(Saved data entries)

**********

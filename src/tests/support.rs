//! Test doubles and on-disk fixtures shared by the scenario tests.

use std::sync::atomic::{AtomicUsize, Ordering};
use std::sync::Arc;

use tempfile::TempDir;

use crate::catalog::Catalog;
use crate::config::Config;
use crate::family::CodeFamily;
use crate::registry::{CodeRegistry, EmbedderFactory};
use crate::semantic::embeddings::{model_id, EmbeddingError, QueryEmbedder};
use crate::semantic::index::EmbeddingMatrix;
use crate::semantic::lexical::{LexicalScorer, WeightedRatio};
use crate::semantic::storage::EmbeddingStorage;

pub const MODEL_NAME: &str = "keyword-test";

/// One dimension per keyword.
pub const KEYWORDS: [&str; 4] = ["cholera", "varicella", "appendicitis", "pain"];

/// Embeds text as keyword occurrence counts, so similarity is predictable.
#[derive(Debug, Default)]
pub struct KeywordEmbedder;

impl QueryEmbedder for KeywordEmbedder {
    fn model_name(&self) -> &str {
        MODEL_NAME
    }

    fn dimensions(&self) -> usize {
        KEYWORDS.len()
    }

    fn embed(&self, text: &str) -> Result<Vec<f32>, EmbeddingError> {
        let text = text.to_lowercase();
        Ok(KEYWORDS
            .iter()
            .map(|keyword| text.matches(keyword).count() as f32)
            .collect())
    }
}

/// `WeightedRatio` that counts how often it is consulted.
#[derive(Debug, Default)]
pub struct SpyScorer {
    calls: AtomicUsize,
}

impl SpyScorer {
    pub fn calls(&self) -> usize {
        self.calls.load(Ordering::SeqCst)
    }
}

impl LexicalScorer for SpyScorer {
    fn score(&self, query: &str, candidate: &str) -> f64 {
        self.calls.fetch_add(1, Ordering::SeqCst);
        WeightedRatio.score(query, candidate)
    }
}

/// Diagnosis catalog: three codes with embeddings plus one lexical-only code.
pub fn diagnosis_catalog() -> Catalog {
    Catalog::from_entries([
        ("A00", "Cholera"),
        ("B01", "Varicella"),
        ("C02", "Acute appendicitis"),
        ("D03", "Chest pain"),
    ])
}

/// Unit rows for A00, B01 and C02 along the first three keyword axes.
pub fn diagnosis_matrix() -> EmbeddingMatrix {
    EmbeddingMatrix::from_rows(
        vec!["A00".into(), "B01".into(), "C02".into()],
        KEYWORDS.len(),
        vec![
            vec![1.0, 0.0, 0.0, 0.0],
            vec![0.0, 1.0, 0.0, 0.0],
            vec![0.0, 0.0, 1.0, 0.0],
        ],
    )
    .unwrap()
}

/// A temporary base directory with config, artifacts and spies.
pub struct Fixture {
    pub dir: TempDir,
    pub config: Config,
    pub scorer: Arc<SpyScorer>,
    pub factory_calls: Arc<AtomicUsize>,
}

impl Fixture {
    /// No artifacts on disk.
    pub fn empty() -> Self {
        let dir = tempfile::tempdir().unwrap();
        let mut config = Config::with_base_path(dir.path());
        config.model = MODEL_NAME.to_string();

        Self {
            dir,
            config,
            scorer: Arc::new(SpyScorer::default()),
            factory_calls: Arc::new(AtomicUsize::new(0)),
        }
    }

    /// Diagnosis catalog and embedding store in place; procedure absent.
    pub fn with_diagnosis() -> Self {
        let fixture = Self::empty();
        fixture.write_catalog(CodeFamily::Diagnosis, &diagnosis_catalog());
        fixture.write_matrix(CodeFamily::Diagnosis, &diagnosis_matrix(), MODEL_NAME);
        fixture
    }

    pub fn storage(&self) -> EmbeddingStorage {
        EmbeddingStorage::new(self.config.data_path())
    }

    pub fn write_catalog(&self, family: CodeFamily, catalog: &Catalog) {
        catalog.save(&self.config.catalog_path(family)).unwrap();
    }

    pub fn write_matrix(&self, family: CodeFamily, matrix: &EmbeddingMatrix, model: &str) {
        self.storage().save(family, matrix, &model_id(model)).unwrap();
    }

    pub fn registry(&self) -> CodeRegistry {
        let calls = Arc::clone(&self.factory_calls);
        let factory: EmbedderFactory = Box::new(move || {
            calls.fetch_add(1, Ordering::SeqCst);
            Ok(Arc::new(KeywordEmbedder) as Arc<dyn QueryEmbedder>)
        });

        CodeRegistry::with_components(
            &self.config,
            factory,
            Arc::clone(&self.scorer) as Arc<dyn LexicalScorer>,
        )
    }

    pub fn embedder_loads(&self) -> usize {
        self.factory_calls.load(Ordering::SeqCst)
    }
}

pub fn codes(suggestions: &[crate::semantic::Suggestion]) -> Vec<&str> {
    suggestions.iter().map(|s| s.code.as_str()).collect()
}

**********

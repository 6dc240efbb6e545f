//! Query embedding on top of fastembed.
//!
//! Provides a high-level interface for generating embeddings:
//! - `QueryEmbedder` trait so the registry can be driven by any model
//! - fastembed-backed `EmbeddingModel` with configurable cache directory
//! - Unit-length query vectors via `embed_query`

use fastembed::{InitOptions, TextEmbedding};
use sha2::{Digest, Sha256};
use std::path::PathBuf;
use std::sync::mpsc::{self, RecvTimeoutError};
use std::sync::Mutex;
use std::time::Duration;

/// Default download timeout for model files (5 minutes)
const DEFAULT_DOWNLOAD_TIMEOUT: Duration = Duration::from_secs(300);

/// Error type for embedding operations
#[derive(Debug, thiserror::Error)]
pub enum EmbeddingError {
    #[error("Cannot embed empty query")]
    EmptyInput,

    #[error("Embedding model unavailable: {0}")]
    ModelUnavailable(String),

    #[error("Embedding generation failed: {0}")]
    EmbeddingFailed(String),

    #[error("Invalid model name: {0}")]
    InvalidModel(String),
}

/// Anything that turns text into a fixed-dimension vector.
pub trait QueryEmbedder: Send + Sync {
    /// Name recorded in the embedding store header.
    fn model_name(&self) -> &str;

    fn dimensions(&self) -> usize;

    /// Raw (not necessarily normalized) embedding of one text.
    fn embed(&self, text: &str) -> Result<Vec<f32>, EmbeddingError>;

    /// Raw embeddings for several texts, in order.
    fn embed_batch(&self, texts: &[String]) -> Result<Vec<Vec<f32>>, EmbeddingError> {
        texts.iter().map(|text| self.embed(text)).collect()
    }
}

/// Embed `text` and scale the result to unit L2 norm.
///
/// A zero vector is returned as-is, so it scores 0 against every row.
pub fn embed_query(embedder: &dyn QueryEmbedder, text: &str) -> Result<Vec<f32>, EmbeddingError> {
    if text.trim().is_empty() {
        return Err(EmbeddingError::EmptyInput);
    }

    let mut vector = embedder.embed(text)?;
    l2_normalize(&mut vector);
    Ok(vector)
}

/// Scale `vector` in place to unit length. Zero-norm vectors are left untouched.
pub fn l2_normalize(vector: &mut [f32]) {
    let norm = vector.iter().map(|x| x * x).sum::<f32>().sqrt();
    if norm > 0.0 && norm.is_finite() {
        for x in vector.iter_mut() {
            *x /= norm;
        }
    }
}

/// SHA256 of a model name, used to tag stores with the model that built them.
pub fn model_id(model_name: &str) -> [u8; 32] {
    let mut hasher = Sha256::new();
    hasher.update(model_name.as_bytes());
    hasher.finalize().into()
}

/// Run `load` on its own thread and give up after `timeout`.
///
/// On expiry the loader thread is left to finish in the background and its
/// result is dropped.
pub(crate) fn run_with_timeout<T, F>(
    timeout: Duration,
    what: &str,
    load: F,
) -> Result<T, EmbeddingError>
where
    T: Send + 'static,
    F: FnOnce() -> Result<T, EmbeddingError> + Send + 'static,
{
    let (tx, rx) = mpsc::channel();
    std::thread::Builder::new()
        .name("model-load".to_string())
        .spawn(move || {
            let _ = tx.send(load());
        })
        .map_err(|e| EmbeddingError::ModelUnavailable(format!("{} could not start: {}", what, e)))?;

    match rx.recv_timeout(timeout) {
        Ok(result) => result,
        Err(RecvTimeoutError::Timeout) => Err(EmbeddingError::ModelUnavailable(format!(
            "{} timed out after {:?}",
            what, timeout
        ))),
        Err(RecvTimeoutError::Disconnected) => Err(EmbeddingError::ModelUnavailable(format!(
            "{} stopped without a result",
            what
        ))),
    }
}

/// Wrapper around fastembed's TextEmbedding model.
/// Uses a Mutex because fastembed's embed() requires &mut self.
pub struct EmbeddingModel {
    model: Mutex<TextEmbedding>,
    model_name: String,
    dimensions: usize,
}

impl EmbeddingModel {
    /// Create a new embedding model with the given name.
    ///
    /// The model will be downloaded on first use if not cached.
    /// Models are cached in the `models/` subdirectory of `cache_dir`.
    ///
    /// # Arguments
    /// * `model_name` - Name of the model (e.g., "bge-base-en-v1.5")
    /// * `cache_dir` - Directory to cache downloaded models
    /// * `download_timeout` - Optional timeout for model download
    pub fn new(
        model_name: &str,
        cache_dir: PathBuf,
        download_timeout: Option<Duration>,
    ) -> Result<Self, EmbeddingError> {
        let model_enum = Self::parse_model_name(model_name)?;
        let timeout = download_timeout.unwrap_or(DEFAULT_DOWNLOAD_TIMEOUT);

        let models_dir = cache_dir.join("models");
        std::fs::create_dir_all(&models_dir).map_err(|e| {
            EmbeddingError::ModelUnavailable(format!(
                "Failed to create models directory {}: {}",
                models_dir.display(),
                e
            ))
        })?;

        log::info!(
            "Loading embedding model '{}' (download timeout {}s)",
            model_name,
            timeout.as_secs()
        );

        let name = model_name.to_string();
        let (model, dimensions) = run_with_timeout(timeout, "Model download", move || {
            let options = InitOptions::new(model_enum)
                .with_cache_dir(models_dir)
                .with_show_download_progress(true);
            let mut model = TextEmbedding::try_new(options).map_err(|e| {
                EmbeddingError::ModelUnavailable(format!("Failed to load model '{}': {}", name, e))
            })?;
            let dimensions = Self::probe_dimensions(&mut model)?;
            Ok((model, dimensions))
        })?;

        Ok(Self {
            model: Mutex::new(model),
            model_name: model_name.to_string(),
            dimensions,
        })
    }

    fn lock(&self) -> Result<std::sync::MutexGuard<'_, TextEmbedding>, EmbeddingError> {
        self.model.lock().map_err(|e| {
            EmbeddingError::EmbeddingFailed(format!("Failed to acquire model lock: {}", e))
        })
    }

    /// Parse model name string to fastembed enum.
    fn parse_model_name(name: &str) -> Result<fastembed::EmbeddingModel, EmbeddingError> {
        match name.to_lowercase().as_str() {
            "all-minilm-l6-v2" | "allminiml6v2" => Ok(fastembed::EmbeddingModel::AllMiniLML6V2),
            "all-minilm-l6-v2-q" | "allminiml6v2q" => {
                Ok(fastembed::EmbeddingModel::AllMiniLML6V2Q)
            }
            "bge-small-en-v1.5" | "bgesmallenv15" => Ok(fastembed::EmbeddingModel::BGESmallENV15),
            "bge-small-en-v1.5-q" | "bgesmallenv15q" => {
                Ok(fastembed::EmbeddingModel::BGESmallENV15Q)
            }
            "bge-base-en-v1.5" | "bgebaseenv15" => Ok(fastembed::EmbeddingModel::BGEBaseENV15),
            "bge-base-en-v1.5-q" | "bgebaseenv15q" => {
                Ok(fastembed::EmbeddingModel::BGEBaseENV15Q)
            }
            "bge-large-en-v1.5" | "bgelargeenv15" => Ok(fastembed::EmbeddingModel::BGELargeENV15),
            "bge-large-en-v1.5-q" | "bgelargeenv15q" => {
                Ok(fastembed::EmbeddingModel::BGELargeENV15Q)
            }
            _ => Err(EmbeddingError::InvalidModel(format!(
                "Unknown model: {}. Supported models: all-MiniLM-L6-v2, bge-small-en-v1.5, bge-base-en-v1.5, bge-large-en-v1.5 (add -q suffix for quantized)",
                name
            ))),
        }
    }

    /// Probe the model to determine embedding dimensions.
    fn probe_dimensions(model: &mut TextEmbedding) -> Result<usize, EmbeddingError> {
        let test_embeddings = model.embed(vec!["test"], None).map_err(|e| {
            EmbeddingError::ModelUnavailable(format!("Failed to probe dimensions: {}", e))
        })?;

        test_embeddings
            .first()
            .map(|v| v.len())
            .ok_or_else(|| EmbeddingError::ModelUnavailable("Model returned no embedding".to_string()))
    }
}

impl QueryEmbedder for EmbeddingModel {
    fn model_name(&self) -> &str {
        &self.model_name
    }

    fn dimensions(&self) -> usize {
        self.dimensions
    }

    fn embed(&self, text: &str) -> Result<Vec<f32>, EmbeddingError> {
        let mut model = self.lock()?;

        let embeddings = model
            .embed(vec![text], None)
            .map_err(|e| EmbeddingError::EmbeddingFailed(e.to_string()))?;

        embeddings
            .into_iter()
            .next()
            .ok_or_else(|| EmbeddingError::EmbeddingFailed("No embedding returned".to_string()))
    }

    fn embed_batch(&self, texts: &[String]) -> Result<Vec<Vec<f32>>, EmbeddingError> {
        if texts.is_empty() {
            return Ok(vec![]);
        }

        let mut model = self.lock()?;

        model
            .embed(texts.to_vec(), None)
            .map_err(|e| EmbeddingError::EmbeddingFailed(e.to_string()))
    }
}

**********

* **ACTIVITY**
Starting at the line that contains "filename src/tests/support.rs" and stopping after the line that contains "use crate::config::Config;", write out every line exactly as it appears above, and no other line.

* **RESULT OF THE EXERCISE**
filename src/tests/support.rs
//! Test doubles and on-disk fixtures shared by the scenario tests.

use std::sync::atomic::{AtomicUsize, Ordering};
use std::sync::Arc;

use tempfile::TempDir;

use crate::catalog::Catalog;
use crate::config::Config;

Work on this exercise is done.